La belleza vestida con qipao a su lado también parecía sorprendida. Como doncella personal de Jiang Jian, estaba acostumbrada a su actitud de superioridad, pero nunca lo había visto tan humillado como en ese momento.
Pensándolo bien, Ye Wutian había vencido a Jiang Jian cuatro veces en los últimos días. Naturalmente, esto había dejado una sombra en su corazón y, con las Píldoras de Veneno que Ye Wutian poseía para protegerse, no se atrevía a correr el riesgo.
Justo cuando Jiang Jian se encontraba en un dilema, el Mayordomo Xiao apareció casualmente en el escenario de abajo.

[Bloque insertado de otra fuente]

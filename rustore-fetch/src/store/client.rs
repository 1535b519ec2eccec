//! RuStore backend client.

use crate::error::{FetchError, FetchResult};
use crate::package::PackageId;

use super::http::StoreTransport;
use super::types::{
    decode_response, AppId, ApplicationInfo, DownloadLinkInfo, DownloadLinkRequest, StoreResponse,
};

/// Client for the two metadata endpoints of the store backend.
///
/// Calls are made exactly once; there is no retry.
#[derive(Debug)]
pub struct StoreClient<T: StoreTransport> {
    transport: T,
    base_url: String,
}

impl<T: StoreTransport> StoreClient<T> {
    /// Create a client for `base_url` (no trailing slash).
    pub fn new(transport: T, base_url: impl Into<String>) -> Self {
        Self {
            transport,
            base_url: base_url.into().trim_end_matches('/').to_string(),
        }
    }

    /// Underlying transport, shared with the payload downloader.
    pub fn transport(&self) -> &T {
        &self.transport
    }

    /// URL of the overview endpoint for `package`.
    pub fn overall_info_url(&self, package: &PackageId) -> String {
        format!("{}/applicationData/overallInfo/{}", self.base_url, package)
    }

    /// URL of the download-link endpoint.
    pub fn download_link_url(&self) -> String {
        format!("{}/applicationData/download-link", self.base_url)
    }

    /// Fetch overview information for `package`.
    pub fn application_info(
        &self,
        package: &PackageId,
    ) -> FetchResult<StoreResponse<ApplicationInfo>> {
        let url = self.overall_info_url(package);
        let body = self.transport.get(&url)?;
        let response = decode_response(&url, &body)?;

        if let StoreResponse::Err { ref code, .. } = response {
            tracing::info!(package = %package, code = %code, "overview lookup rejected");
        }
        Ok(response)
    }

    /// Request a signed download URL for `app_id`.
    pub fn download_link(&self, app_id: &AppId) -> FetchResult<StoreResponse<DownloadLinkInfo>> {
        let url = self.download_link_url();
        let request = DownloadLinkRequest {
            app_id,
            first_install: true,
        };
        let payload = serde_json::to_vec(&request).map_err(|e| FetchError::InvalidResponse {
            url: url.clone(),
            reason: format!("failed to encode request: {}", e),
        })?;

        let body = self.transport.post_json(&url, &payload)?;
        let response = decode_response(&url, &body)?;

        if let StoreResponse::Err { ref code, .. } = response {
            tracing::info!(app_id = %app_id, code = %code, "download link rejected");
        }
        Ok(response)
    }
}
//! SHA-256 digest of saved packages.
//!
//! The digest is printed alongside the saved path so a user can compare it
//! with other sources. Nothing here verifies it.

use sha2::{Digest, Sha256};

/// Lowercase hex SHA-256 of `data`.
pub fn sha256_hex(data: &[u8]) -> String {
    format!("{:x}", Sha256::digest(data))
}

#[cfg(test)]
mod tests {
    use super::*;

    #[test]
    fn test_sha256_hex() {
        assert_eq!(
            sha256_hex(b"hello world"),
            "b94d27b9934d3e08a52e52d7da7dabfac484efe37a5380ee9088f7ace2efcde9"
        );
    }

    #[test]
    fn test_sha256_hex_empty() {
        assert_eq!(
            sha256_hex(b""),
            "e3b0c44298fc1c149afbf4c8996fb92427ae41e4649b934ca495991b7852b855"
        );
    }
}
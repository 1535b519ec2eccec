//! Download progress bar.
//!
//! The bar is created lazily on the first chunk, once it is known whether the
//! server sent a content length: a byte bar when it did, a spinner otherwise.

use std::sync::{Arc, OnceLock};

use indicatif::{ProgressBar, ProgressDrawTarget, ProgressStyle};
use rustore_fetch::download::ProgressCallback;

const BAR_TEMPLATE: &str =
    "{prefix} [{bar:40.cyan/blue}] {bytes}/{total_bytes} ({bytes_per_sec}, {eta})";
const SPINNER_TEMPLATE: &str = "{prefix} {spinner} {bytes} ({bytes_per_sec})";

/// Progress display for a single download.
pub struct DownloadProgress {
    label: String,
    visible: bool,
    bar: OnceLock<ProgressBar>,
}

impl DownloadProgress {
    /// Progress drawn to the terminal, prefixed with `label`.
    pub fn new(label: impl Into<String>) -> Arc<Self> {
        Arc::new(Self {
            label: label.into(),
            visible: true,
            bar: OnceLock::new(),
        })
    }

    /// Progress that tracks state without drawing.
    #[cfg(test)]
    pub fn hidden(label: impl Into<String>) -> Arc<Self> {
        Arc::new(Self {
            label: label.into(),
            visible: false,
            bar: OnceLock::new(),
        })
    }

    /// Callback that feeds this display.
    pub fn callback(self: &Arc<Self>) -> ProgressCallback {
        let progress = Arc::clone(self);
        Box::new(move |done, total| progress.update(done, total))
    }

    fn update(&self, done: u64, total: Option<u64>) {
        let bar = self.bar.get_or_init(|| self.create_bar(total));
        bar.set_position(done);
    }

    fn create_bar(&self, total: Option<u64>) -> ProgressBar {
        if self.visible {
            println!("Скачивание...");
        }

        let bar = match total {
            Some(len) => ProgressBar::new(len).with_style(
                ProgressStyle::with_template(BAR_TEMPLATE)
                    .unwrap_or_else(|_| ProgressStyle::default_bar())
                    .progress_chars("=> "),
            ),
            None => ProgressBar::new_spinner().with_style(
                ProgressStyle::with_template(SPINNER_TEMPLATE)
                    .unwrap_or_else(|_| ProgressStyle::default_spinner()),
            ),
        };

        if !self.visible {
            bar.set_draw_target(ProgressDrawTarget::hidden());
        }
        bar.set_prefix(self.label.clone());
        bar
    }

    /// Finish the bar, leaving its last state on screen.
    pub fn finish(&self) {
        if let Some(bar) = self.bar.get() {
            bar.finish();
        }
    }

    /// Remove the bar from the screen, e.g. before printing an error.
    pub fn abandon(&self) {
        if let Some(bar) = self.bar.get() {
            bar.abandon();
        }
    }

    #[cfg(test)]
    fn bar(&self) -> Option<&ProgressBar> {
        self.bar.get()
    }
}
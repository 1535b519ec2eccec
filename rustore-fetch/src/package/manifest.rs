//! Android manifest reading.
//!
//! Binary XML decoding is delegated to the `axmldecoder` crate; this module
//! only locates `AndroidManifest.xml` inside the APK and picks the handful of
//! attributes the report needs.

use std::collections::HashMap;
use std::fs::File;
use std::io::Read;
use std::panic;
use std::path::Path;

use axmldecoder::Node;
use thiserror::Error;
use zip::ZipArchive;

/// Name of the manifest entry inside an APK.
pub const MANIFEST_ENTRY: &str = "AndroidManifest.xml";

/// Errors reading a package manifest.
#[derive(Debug, Error)]
pub enum ManifestError {
    #[error("failed to open package: {0}")]
    Io(#[from] std::io::Error),

    #[error("package is not a valid APK archive: {0}")]
    NotAnArchive(String),

    #[error("package has no AndroidManifest.xml")]
    MissingManifest,

    #[error("failed to decode AndroidManifest.xml: {0}")]
    Decode(String),

    #[error("manifest has no package attribute")]
    MissingPackage,
}

/// Manifest fields used for the metadata report.
#[derive(Debug, Clone, Default, PartialEq, Eq)]
pub struct ManifestInfo {
    pub package: String,
    pub version_name: Option<String>,
    pub version_code: Option<u64>,
    pub min_sdk_version: Option<u32>,
    pub target_sdk_version: Option<u32>,
}

impl ManifestInfo {
    /// Build from the attributes of `<manifest>` and `<uses-sdk>`.
    ///
    /// Attribute keys may carry a namespace prefix (`android:versionCode`);
    /// only the local name is matched.
    pub fn from_attributes(
        manifest: &HashMap<String, String>,
        uses_sdk: Option<&HashMap<String, String>>,
    ) -> Result<Self, ManifestError> {
        let manifest = by_local_name(manifest);
        let uses_sdk = uses_sdk.map(by_local_name).unwrap_or_default();

        let package = manifest
            .get("package")
            .filter(|p| !p.is_empty())
            .ok_or(ManifestError::MissingPackage)?
            .to_string();

        Ok(Self {
            package,
            version_name: manifest.get("versionName").map(|v| v.to_string()),
            version_code: manifest.get("versionCode").and_then(|v| parse_int(v)),
            min_sdk_version: uses_sdk
                .get("minSdkVersion")
                .and_then(|v| parse_int(v))
                .and_then(|v| u32::try_from(v).ok()),
            target_sdk_version: uses_sdk
                .get("targetSdkVersion")
                .and_then(|v| parse_int(v))
                .and_then(|v| u32::try_from(v).ok()),
        })
    }
}

/// Reads manifest metadata from a saved package file.
pub trait ManifestParser {
    fn parse(&self, apk_path: &Path) -> Result<ManifestInfo, ManifestError>;
}

/// [`ManifestParser`] backed by `axmldecoder`.
#[derive(Debug, Default, Clone, Copy)]
pub struct AxmlManifestParser;

impl AxmlManifestParser {
    pub fn new() -> Self {
        Self
    }

    /// Decode a binary `AndroidManifest.xml`.
    pub fn decode(&self, manifest: &[u8]) -> Result<ManifestInfo, ManifestError> {
        // The decoder runs on untrusted input and is not panic-free.
        let document = panic::catch_unwind(|| axmldecoder::parse(manifest))
            .map_err(|_| ManifestError::Decode("decoder panicked".to_string()))?
            .map_err(|e| ManifestError::Decode(format!("{:?}", e)))?;

        let Some(Node::Element(root)) = document.get_root() else {
            return Err(ManifestError::Decode("no root element".to_string()));
        };

        let manifest_attrs: HashMap<String, String> = root
            .get_attributes()
            .iter()
            .map(|(k, v)| (k.to_string(), v.to_string()))
            .collect();

        let uses_sdk_attrs: Option<HashMap<String, String>> =
            root.get_children().iter().find_map(|child| match child {
                Node::Element(element) if element.get_tag() == "uses-sdk" => Some(
                    element
                        .get_attributes()
                        .iter()
                        .map(|(k, v)| (k.to_string(), v.to_string()))
                        .collect(),
                ),
                _ => None,
            });

        ManifestInfo::from_attributes(&manifest_attrs, uses_sdk_attrs.as_ref())
    }
}

impl ManifestParser for AxmlManifestParser {
    fn parse(&self, apk_path: &Path) -> Result<ManifestInfo, ManifestError> {
        let file = File::open(apk_path)?;
        let mut archive =
            ZipArchive::new(file).map_err(|e| ManifestError::NotAnArchive(e.to_string()))?;

        let mut entry = archive
            .by_name(MANIFEST_ENTRY)
            .map_err(|_| ManifestError::MissingManifest)?;

        let mut bytes = Vec::new();
        entry.read_to_end(&mut bytes)?;

        self.decode(&bytes)
    }
}

/// Strip any namespace prefix from attribute keys.
fn by_local_name(attrs: &HashMap<String, String>) -> HashMap<&str, &str> {
    attrs
        .iter()
        .map(|(k, v)| {
            let local = k.rsplit_once(':').map(|(_, name)| name).unwrap_or(k.as_str());
            (local, v.as_str())
        })
        .collect()
}

/// Parse an integer attribute as rendered by the decoder.
///
/// Hex-typed values are rendered as `0x` followed by the decimal value, so
/// the digits are decimal in both forms.
fn parse_int(value: &str) -> Option<u64> {
    let value = value.trim();
    value.strip_prefix("0x").unwrap_or(value).parse().ok()
}
//! rustore-fetch CLI
//!
//! Downloads an application package from RuStore, unwraps it if it arrives
//! inside a zip wrapper, and writes a metadata side-car next to it.

mod error;
mod logging;
mod output;
mod progress;

use std::process;

use clap::Parser;
use rustore_fetch::config::ConfigFile;
use rustore_fetch::package::PackageId;
use rustore_fetch::{FetchOutcome, PackageFetcher};

use error::CliError;
use progress::DownloadProgress;

/// Package fetched when none is given.
const DEFAULT_PACKAGE: &str = "ru.oneme.app";

#[derive(Debug, Parser)]
#[command(name = "rustore-fetch")]
#[command(version, about = "Download an application package from RuStore", long_about = None)]
struct Args {
    /// Package identifier, e.g. ru.oneme.app
    #[arg(default_value = DEFAULT_PACKAGE)]
    package: String,
}

fn main() {
    let args = Args::parse();
    logging::init();

    if let Err(e) = run(&args) {
        eprintln!("Ошибка: {}", e);
        process::exit(1);
    }
}

fn run(args: &Args) -> Result<(), CliError> {
    let package = PackageId::parse(&args.package).map_err(CliError::InvalidPackage)?;

    let config_file = ConfigFile::load().unwrap_or_else(|e| {
        tracing::warn!(error = %e, "ignoring config file");
        ConfigFile::default()
    });

    let fetcher = PackageFetcher::from_config(config_file.fetch_config())?;

    let progress = DownloadProgress::new(package.as_str());
    let callback = progress.callback();

    let outcome = match fetcher.fetch(&package, Some(&callback)) {
        Ok(outcome) => {
            progress.finish();
            outcome
        }
        Err(e) => {
            progress.abandon();
            return Err(e.into());
        }
    };

    if let FetchOutcome::NotFound { ref reason } | FetchOutcome::LinkUnavailable { ref reason } =
        outcome
    {
        tracing::info!(package = %package, reason = %reason, "nothing downloaded");
    }

    for line in output::report_lines(&outcome) {
        println!("{}", line);
    }

    Ok(())
}
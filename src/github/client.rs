// GitHub API client facade.
// Owns the configuration, request builder, and cache-aware executor for one repository.

use serde::de::DeserializeOwned;

use crate::cache::ResponseCache;
use crate::config::Config;
use crate::error::{HubError, Result};

use super::executor::{CachePolicy, ConditionalExecutor, Outcome};
use super::request::{PreparedRequest, RequestBuilder};
use super::transport::{ReqwestTransport, Transport};
use super::types::RateLimit;

/// Client for the contents of a single GitHub repository.
///
/// Every call goes through a [`ConditionalExecutor`], so repeated reads are
/// revalidated with entity tags instead of re-downloaded. The client is
/// `&self`-callable and can be shared between tasks.
pub struct GitHubClient {
    config: Config,
    requests: RequestBuilder,
    executor: ConditionalExecutor,
}

impl GitHubClient {
    /// Create a client talking to the configured API over HTTPS.
    pub fn new(config: Config) -> Result<Self> {
        let transport = ReqwestTransport::new(&config)?;
        Self::with_transport(config, Box::new(transport))
    }

    /// Create a client from layered configuration (file and `HUBFILE_*` env).
    pub fn from_env() -> Result<Self> {
        Self::new(Config::load()?)
    }

    /// Create a client over an arbitrary transport.
    pub fn with_transport(config: Config, transport: Box<dyn Transport>) -> Result<Self> {
        config.validate()?;
        let requests = RequestBuilder::new(&config)?;
        let executor = ConditionalExecutor::new(transport, CachePolicy::from_config(&config));

        tracing::debug!(
            repository = %config.full_name(),
            api_base = %config.api_base,
            "created GitHub client"
        );

        Ok(Self {
            config,
            requests,
            executor,
        })
    }

    pub fn config(&self) -> &Config {
        &self.config
    }

    pub fn requests(&self) -> &RequestBuilder {
        &self.requests
    }

    pub fn cache(&self) -> &ResponseCache {
        self.executor.cache()
    }

    /// Rate limit values seen on the most recent response.
    pub fn rate_limit(&self) -> RateLimit {
        self.executor.rate_limit()
    }

    /// Run a prepared request through the response cache.
    pub async fn execute(&self, request: PreparedRequest) -> Result<Outcome> {
        self.executor.execute(request).await
    }

    /// Execute and return the body, `None` on 404.
    pub(crate) async fn fetch_text(&self, request: PreparedRequest) -> Result<Option<String>> {
        Ok(self.execute(request).await?.into_body())
    }

    /// Execute and deserialize the body, `None` on 404.
    pub(crate) async fn fetch_json<T: DeserializeOwned>(
        &self,
        request: PreparedRequest,
    ) -> Result<Option<T>> {
        match self.fetch_text(request).await? {
            Some(body) => Ok(Some(serde_json::from_str(&body)?)),
            None => Ok(None),
        }
    }

    /// Like [`fetch_json`](Self::fetch_json), treating 404 as an error.
    pub(crate) async fn require_json<T: DeserializeOwned>(
        &self,
        request: PreparedRequest,
    ) -> Result<T> {
        let url = request.url.clone();
        self.fetch_json(request).await?.ok_or_else(|| HubError::Status {
            status: 404,
            message: format!("{} not found", url),
        })
    }
}
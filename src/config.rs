//! Client configuration with layered loading.
//!
//! Loading precedence (highest wins):
//! 1. Environment variables (`HUBFILE_*`, plus `GITHUB_TOKEN` as a token fallback)
//! 2. TOML file from `HUBFILE_CONFIG_FILE`, or `config.toml` in the platform config dir
//! 3. Built-in defaults

use std::path::PathBuf;
use std::time::Duration;

use directories::ProjectDirs;
use figment::{
    Figment,
    providers::{Env, Format, Serialized, Toml},
};
use serde::{Deserialize, Serialize};
use thiserror::Error;

/// Default cache lifetime for stored responses: 12 hours.
pub const DEFAULT_CACHE_TTL_SECS: u64 = 12 * 60 * 60;

const DEFAULT_API_BASE: &str = "https://api.github.com";
const DEFAULT_COMMIT_MESSAGE: &str = "Updated via hubfile";

/// Configuration loading and validation errors.
#[derive(Debug, Error)]
pub enum ConfigError {
    #[error("failed to load configuration: {0}")]
    LoadFailed(String),

    #[error("invalid configuration: {field} - {reason}")]
    Invalid { field: String, reason: String },

    #[error("missing required configuration: {field} ({hint})")]
    Missing { field: String, hint: String },
}

/// Repository, identity and cache settings for a [`GitHubClient`](crate::GitHubClient).
#[derive(Debug, Clone, Serialize, Deserialize)]
pub struct Config {
    /// Base URL of the REST API.
    #[serde(default = "default_api_base")]
    pub api_base: String,

    /// Owner (user or organization) of the target repository.
    #[serde(default)]
    pub repository_owner: String,

    /// Name of the target repository.
    #[serde(default)]
    pub repository_name: String,

    /// Authenticated username, sent as the User-Agent.
    #[serde(default)]
    pub auth_username: String,

    /// Personal access token.
    #[serde(default)]
    pub auth_token: String,

    #[serde(default)]
    pub committer_name: String,

    #[serde(default)]
    pub committer_email: String,

    /// Commit author; falls back to the committer when unset.
    #[serde(default)]
    pub author_name: Option<String>,

    #[serde(default)]
    pub author_email: Option<String>,

    /// Message used for every commit created by this client.
    #[serde(default = "default_commit_message")]
    pub commit_message: String,

    /// IANA zone name sent in the `Time-Zone` header.
    #[serde(default)]
    pub time_zone: Option<String>,

    /// Lifetime of a cached response before it counts as stale.
    #[serde(default = "default_cache_ttl_secs")]
    pub cache_ttl_secs: u64,

    /// Revalidate entries that have not yet expired instead of serving them directly.
    #[serde(default = "default_true")]
    pub revalidate_fresh: bool,

    /// Transport timeout in milliseconds. Unset means the reqwest default.
    #[serde(default)]
    pub timeout_ms: Option<u64>,
}

fn default_api_base() -> String {
    DEFAULT_API_BASE.into()
}

fn default_commit_message() -> String {
    DEFAULT_COMMIT_MESSAGE.into()
}

fn default_cache_ttl_secs() -> u64 {
    DEFAULT_CACHE_TTL_SECS
}

fn default_true() -> bool {
    true
}

impl Default for Config {
    fn default() -> Self {
        Self {
            api_base: default_api_base(),
            repository_owner: String::new(),
            repository_name: String::new(),
            auth_username: String::new(),
            auth_token: String::new(),
            committer_name: String::new(),
            committer_email: String::new(),
            author_name: None,
            author_email: None,
            commit_message: default_commit_message(),
            time_zone: None,
            cache_ttl_secs: default_cache_ttl_secs(),
            revalidate_fresh: true,
            timeout_ms: None,
        }
    }
}

/// Path of the default config file (`~/.config/hubfile/config.toml` on Linux).
pub fn default_config_path() -> Option<PathBuf> {
    ProjectDirs::from("", "", "hubfile").map(|dirs| dirs.config_dir().join("config.toml"))
}

impl Config {
    /// Load configuration from all sources and validate it.
    pub fn load() -> Result<Self, ConfigError> {
        Self::from_figment(Self::figment())
    }

    /// The layered figment used by [`Config::load`].
    pub fn figment() -> Figment {
        let mut figment = Figment::from(Serialized::defaults(Self::default()));

        if let Ok(path) = std::env::var("HUBFILE_CONFIG_FILE") {
            figment = figment.merge(Toml::file(path));
        } else if let Some(path) = default_config_path() {
            figment = figment.merge(Toml::file(path));
        }

        figment.merge(Env::prefixed("HUBFILE_").ignore(&["config_file"]))
    }

    /// Extract and validate a configuration from an arbitrary figment.
    pub fn from_figment(figment: Figment) -> Result<Self, ConfigError> {
        let mut config: Self = figment
            .extract()
            .map_err(|e| ConfigError::LoadFailed(e.to_string()))?;

        if config.auth_token.is_empty()
            && let Ok(token) = std::env::var("GITHUB_TOKEN")
        {
            config.auth_token = token;
        }

        config.validate()?;
        Ok(config)
    }

    /// Check required fields and value ranges.
    pub fn validate(&self) -> Result<(), ConfigError> {
        let required = [
            ("repository_owner", &self.repository_owner),
            ("repository_name", &self.repository_name),
            ("auth_username", &self.auth_username),
            ("auth_token", &self.auth_token),
            ("committer_name", &self.committer_name),
            ("committer_email", &self.committer_email),
        ];
        for (field, value) in required {
            if value.trim().is_empty() {
                return Err(ConfigError::Missing {
                    field: field.into(),
                    hint: format!("Set HUBFILE_{} or add it to config.toml", field.to_uppercase()),
                });
            }
        }

        if !(self.api_base.starts_with("https://") || self.api_base.starts_with("http://")) {
            return Err(ConfigError::Invalid {
                field: "api_base".into(),
                reason: "must be an http(s) URL".into(),
            });
        }

        if self.cache_ttl_secs == 0 {
            return Err(ConfigError::Invalid {
                field: "cache_ttl_secs".into(),
                reason: "must be greater than 0".into(),
            });
        }

        if self.commit_message.trim().is_empty() {
            return Err(ConfigError::Invalid {
                field: "commit_message".into(),
                reason: "must not be empty".into(),
            });
        }

        Ok(())
    }

    pub fn cache_ttl(&self) -> Duration {
        Duration::from_secs(self.cache_ttl_secs)
    }

    pub fn timeout(&self) -> Option<Duration> {
        self.timeout_ms.map(Duration::from_millis)
    }

    /// Author name, defaulting to the committer.
    pub fn author_name(&self) -> &str {
        self.author_name.as_deref().unwrap_or(&self.committer_name)
    }

    /// Author email, defaulting to the committer.
    pub fn author_email(&self) -> &str {
        self.author_email.as_deref().unwrap_or(&self.committer_email)
    }

    /// Fully qualified repository name (`owner/name`).
    pub fn full_name(&self) -> String {
        format!("{}/{}", self.repository_owner, self.repository_name)
    }
}

#[cfg(test)]
pub(crate) fn test_config() -> Config {
    Config {
        repository_owner: "octo".into(),
        repository_name: "notes".into(),
        auth_username: "octo".into(),
        auth_token: "secret-token".into(),
        committer_name: "Octo Cat".into(),
        committer_email: "octo@example.com".into(),
        ..Default::default()
    }
}
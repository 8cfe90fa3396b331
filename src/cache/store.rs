// In-memory response store keyed by request method and URL.
// Holds bodies with their entity tags and checks TTL at lookup time.

use std::collections::HashMap;
use std::sync::{RwLock, RwLockReadGuard, RwLockWriteGuard};
use std::time::Duration;

use chrono::{DateTime, Utc};
use reqwest::Method;
use reqwest::header::HeaderMap;

/// Lifetime of a stored response before it counts as stale: 12 hours.
pub const DEFAULT_TTL: Duration = Duration::from_secs(12 * 60 * 60);

/// Identifies a stored response. Only GET and HEAD keys are ever stored.
#[derive(Debug, Clone, PartialEq, Eq, Hash)]
pub struct CacheKey {
    pub method: Method,
    pub url: String,
}

impl CacheKey {
    pub fn new(method: Method, url: impl Into<String>) -> Self {
        Self {
            method,
            url: url.into(),
        }
    }

    pub fn get(url: impl Into<String>) -> Self {
        Self::new(Method::GET, url)
    }
}

/// A stored response. Replaced wholesale, never mutated in place.
#[derive(Debug, Clone)]
pub struct CacheEntry {
    /// Response body as returned by the server.
    pub body: String,
    /// Entity tag the server sent with `body`.
    pub etag: String,
    /// Response headers at the time of storage.
    pub headers: HeaderMap,
    /// Absolute expiration, fixed at write time.
    pub expires_at: DateTime<Utc>,
}

impl CacheEntry {
    /// Create an entry expiring `ttl` from now.
    pub fn new(body: String, etag: String, headers: HeaderMap, ttl: Duration) -> Self {
        Self::stored_at(body, etag, headers, ttl, Utc::now())
    }

    /// Create an entry as if stored at `now`.
    pub fn stored_at(
        body: String,
        etag: String,
        headers: HeaderMap,
        ttl: Duration,
        now: DateTime<Utc>,
    ) -> Self {
        let ttl = chrono::Duration::from_std(ttl).unwrap_or(chrono::Duration::MAX);
        let expires_at = now.checked_add_signed(ttl).unwrap_or(DateTime::<Utc>::MAX_UTC);

        Self {
            body,
            etag,
            headers,
            expires_at,
        }
    }

    pub fn is_expired_at(&self, now: DateTime<Utc>) -> bool {
        now >= self.expires_at
    }

    pub fn is_expired(&self) -> bool {
        self.is_expired_at(Utc::now())
    }
}

/// Result of an expiration-aware lookup.
#[derive(Debug, Clone)]
pub enum CacheLookup {
    /// Stored and within its TTL.
    Fresh(CacheEntry),
    /// Stored but past its TTL; the tag is still usable for revalidation.
    Stale(CacheEntry),
    Missing,
}

impl CacheLookup {
    /// The entry regardless of freshness.
    pub fn entry(&self) -> Option<&CacheEntry> {
        match self {
            CacheLookup::Fresh(entry) | CacheLookup::Stale(entry) => Some(entry),
            CacheLookup::Missing => None,
        }
    }
}

/// Process-local response cache owned by a single client.
#[derive(Debug, Default)]
pub struct ResponseCache {
    entries: RwLock<HashMap<CacheKey, CacheEntry>>,
}

impl ResponseCache {
    pub fn new() -> Self {
        Self::default()
    }

    /// Raw lookup, ignoring expiration.
    pub fn get(&self, key: &CacheKey) -> Option<CacheEntry> {
        self.read().get(key).cloned()
    }

    /// Lookup classifying the entry against `now`.
    pub fn lookup(&self, key: &CacheKey, now: DateTime<Utc>) -> CacheLookup {
        match self.read().get(key) {
            Some(entry) if entry.is_expired_at(now) => CacheLookup::Stale(entry.clone()),
            Some(entry) => CacheLookup::Fresh(entry.clone()),
            None => CacheLookup::Missing,
        }
    }

    /// Insert or replace the entry for `key`.
    pub fn put(&self, key: CacheKey, entry: CacheEntry) {
        self.write().insert(key, entry);
    }

    /// Remove the entry for one key, returning it if present.
    pub fn remove(&self, key: &CacheKey) -> Option<CacheEntry> {
        self.write().remove(key)
    }

    /// Remove every entry stored for `url`, whatever the method.
    /// Returns the number of entries dropped.
    pub fn invalidate(&self, url: &str) -> usize {
        let mut entries = self.write();
        let before = entries.len();
        entries.retain(|key, _| key.url != url);
        before - entries.len()
    }

    // A panic while holding the lock cannot leave a half-written entry,
    // so poisoned guards are safe to reuse.
    fn read(&self) -> RwLockReadGuard<'_, HashMap<CacheKey, CacheEntry>> {
        self.entries.read().unwrap_or_else(|e| e.into_inner())
    }

    fn write(&self) -> RwLockWriteGuard<'_, HashMap<CacheKey, CacheEntry>> {
        self.entries.write().unwrap_or_else(|e| e.into_inner())
    }
}
// Base64 helpers for file bodies sent to and received from the contents API.

use std::fs;
use std::path::Path;

use base64::Engine;
use base64::engine::general_purpose::STANDARD;

use crate::error::Result;

/// Read a file from disk and encode its bytes.
pub fn encode_file(path: &Path) -> Result<String> {
    let bytes = fs::read(path)?;
    Ok(STANDARD.encode(bytes))
}

pub fn encode(text: &str) -> String {
    STANDARD.encode(text.as_bytes())
}

/// Decode API-supplied base64 into text.
/// The API wraps encoded content at 60 columns, so whitespace is skipped.
pub fn decode(encoded: &str) -> Result<String> {
    let compact: String = encoded.chars().filter(|c| !c.is_ascii_whitespace()).collect();
    let bytes = STANDARD.decode(compact)?;
    Ok(String::from_utf8(bytes)?)
}

#[cfg(test)]
mod tests {
    use super::*;
    use crate::error::HubError;
    use std::io::Write;
    use tempfile::NamedTempFile;

    #[test]
    fn test_encode() {
        assert_eq!(encode("hello world"), "aGVsbG8gd29ybGQ=");
    }

    #[test]
    fn test_decode_wrapped_content() {
        let decoded = decode("aGVsbG8g\nd29y\nbGQ=\n").unwrap();
        assert_eq!(decoded, "hello world");
    }

    #[test]
    fn test_decode_invalid() {
        assert!(matches!(decode("not base64!"), Err(HubError::Base64(_))));
    }

    #[test]
    fn test_decode_invalid_utf8() {
        assert!(matches!(decode("/w=="), Err(HubError::Utf8(_))));
    }

    #[test]
    fn test_encode_file() {
        let mut file = NamedTempFile::new().unwrap();
        writeln!(file, "# Notes").unwrap();

        let encoded = encode_file(file.path()).unwrap();
        assert_eq!(decode(&encoded).unwrap(), "# Notes\n");
    }

    #[test]
    fn test_encode_missing_file() {
        let result = encode_file(Path::new("/nonexistent/hubfile/source.txt"));
        assert!(matches!(result, Err(HubError::Io(_))));
    }
}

Al ver al Mayordomo Xiao, Jiang Jian lo llamó como si hubiera visto a un salvador: —Mayordomo Xiao, ¿podría subir un momento, por favor?
El Mayordomo Xiao levantó la vista al oír el grito, vio a Ye Wutian y a Jiang Jian arriba, pareció un poco confundido, pero no dijo nada y se dirigió a las escaleras.
Tan pronto como el Mayordomo Xiao apareció al final de la escalera, Jiang Jian se apresuró a saludarlo y dijo: —Mayordomo Xiao, este tipo se ha atrevido a subir para pelearme el asiento. Por favor, haga que lo echen. —Luego, le dedicó una mueca de desdén a Ye Wutian.
El Mayordomo Xiao ignoró a Jiang Jian y se acercó a Ye Wutian, preguntándole: —Doctor Divino Ye, ¿cuál parece ser el problema?
Al oír cómo el Mayordomo Xiao se dirigía a Ye Wutian, a Jiang Jian casi se le cae el abanico plegable con el que jugueteaba.
La belleza del qipao, sin embargo, se iluminó, con el rostro lleno de sorpresa mientras se giraba para mirar a Ye Wutian. Como empleada del Gremio de Comercio de los Cuatro Mares, había oído que el Mayordomo Xiao había sido curado milagrosamente por el Doctor Divino días atrás. Ahora, por la forma en que el Mayordomo Xiao se dirigía a él, parecía que este joven era, en efecto, el Doctor Divino que había rescatado al Mayordomo Xiao de las puertas de la muerte.